The mountain of anonymously addressed, hastily formatted pleas for money transfers are trivial to adjudicate. It’s the more convincing ones that give pause even to someone with decades of experience dealing with this stuff.
What goes a long way toward making a scam email convincing is even the smallest bit of PII.
Think about it. A salutation with your real name in it starts to get your attention.
“Dear Chris,”
What if it also contained your home address?
“With regard to your home loan for 240 EDGEWOOD ROAD, SYRACUSE NY”
Without question, you would start giving this email your full attention if you hadn’t yet already.

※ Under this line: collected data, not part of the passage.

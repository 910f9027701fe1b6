//! Booking lifecycle state machine.
//!
//! This module defines the valid state transitions for bookings and provides
//! validation helpers. The reconciler and the admin/booking services only
//! move bookings along these edges; the store's guarded transitions enforce
//! them at commit time.
//!
//! # State Machine
//!
//! ```text
//!  Pending ── approve ──► Approved ── start ──► Active ── expire ──► Completed
//!     │                      │
//!     │                      └── cancel ──► Cancelled
//!     ├── reject ──► Rejected
//!     └── cancel ──► Cancelled
//! ```
//!
//! `Rejected`, `Cancelled`, and `Completed` are terminal. There is no
//! mid-run cancellation: an `Active` booking only ever completes.

use labfleet_store::BookingStatus;

/// Check if a state transition is valid according to the state machine.
#[must_use]
pub const fn is_valid_transition(from: BookingStatus, to: BookingStatus) -> bool {
    use BookingStatus::{Active, Approved, Cancelled, Completed, Pending, Rejected};

    matches!(
        (from, to),
        (Pending, Approved | Rejected | Cancelled)
            | (Approved, Active | Cancelled)
            | (Active, Completed)
    )
}

/// Returns true if the owner may still cancel a booking in this status.
#[must_use]
pub const fn can_cancel(status: BookingStatus) -> bool {
    matches!(status, BookingStatus::Pending | BookingStatus::Approved)
}

/// Returns the list of valid target states from the given state.
#[must_use]
pub fn valid_transitions_from(status: BookingStatus) -> Vec<BookingStatus> {
    use BookingStatus::{Active, Approved, Cancelled, Completed, Pending, Rejected};

    match status {
        Pending => vec![Approved, Rejected, Cancelled],
        Approved => vec![Active, Cancelled],
        Active => vec![Completed],
        Rejected | Completed | Cancelled => vec![],
    }
}

#[cfg(test)]
mod tests {
    use super::*;
    use BookingStatus::{Active, Approved, Cancelled, Completed, Pending, Rejected};

    #[test]
    fn valid_edges() {
        assert!(is_valid_transition(Pending, Approved));
        assert!(is_valid_transition(Pending, Rejected));
        assert!(is_valid_transition(Pending, Cancelled));
        assert!(is_valid_transition(Approved, Active));
        assert!(is_valid_transition(Approved, Cancelled));
        assert!(is_valid_transition(Active, Completed));
    }

    #[test]
    fn invalid_edges() {
        // No mid-run cancel.
        assert!(!is_valid_transition(Active, Cancelled));
        // No skipping approval.
        assert!(!is_valid_transition(Pending, Active));
        // Terminal states never leave.
        for terminal in [Rejected, Cancelled, Completed] {
            for target in [Pending, Approved, Active, Rejected, Cancelled, Completed] {
                assert!(!is_valid_transition(terminal, target));
            }
        }
    }

    #[test]
    fn cancel_eligibility() {
        assert!(can_cancel(Pending));
        assert!(can_cancel(Approved));
        assert!(!can_cancel(Active));
        assert!(!can_cancel(Completed));
        assert!(!can_cancel(Rejected));
        assert!(!can_cancel(Cancelled));
    }

    #[test]
    fn terminal_states_have_no_exits() {
        assert!(valid_transitions_from(Rejected).is_empty());
        assert!(valid_transitions_from(Cancelled).is_empty());
        assert!(valid_transitions_from(Completed).is_empty());
        assert_eq!(valid_transitions_from(Active), vec![Completed]);
    }
}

What if it also led with some reasonable looking branding from your lender?
Phishing is phishing. You may not even have a mortgage, and if you do, it may not be with Wells Fargo. This is the game.
But if the scammer hits the jackpot, and induces you to give up the one piece of the puzzle they’re missing – an account number, an expiration or birth date, a CVV code – they win.
This is aggregation – the sum of the parts. Seemingly less significant pieces of data combine to form something you would certainly have opted to secure in the first place.
This is why protection of even the most basic personal information is important. You can’t allow yourself to fall into a mindset of “well, it’s not credit card numbers” or “well, we don’t transmit any socials”. It’s all worth protecting using reasonable measures.
Similarly, you can’t fall into the mindset of “well, I know a scam when I see one”. Phishing is more pervasive than you may realize. Canada asserted a few years ago that 80,000 people per day fall for a scam and divulge PII. Certainly higher now.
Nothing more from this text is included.